Task requirements -
With no words added or dropped, transcribe the listing that follows.

Provided material -
use crate::burnrl::base::environment::Environment;

/// Picks the next action for an environment. `None` means the agent gives up
/// on the episode.
pub trait Agent<E: Environment> {
    fn react(&mut self, state: &E::StateType) -> Option<E::ActionType>;
}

Written reply -
use crate::burnrl::base::environment::Environment;

/// Picks the next action for an environment. `None` means the agent gives up
/// on the episode.
pub trait Agent<E: Environment> {
    fn react(&mut self, state: &E::StateType) -> Option<E::ActionType>;
}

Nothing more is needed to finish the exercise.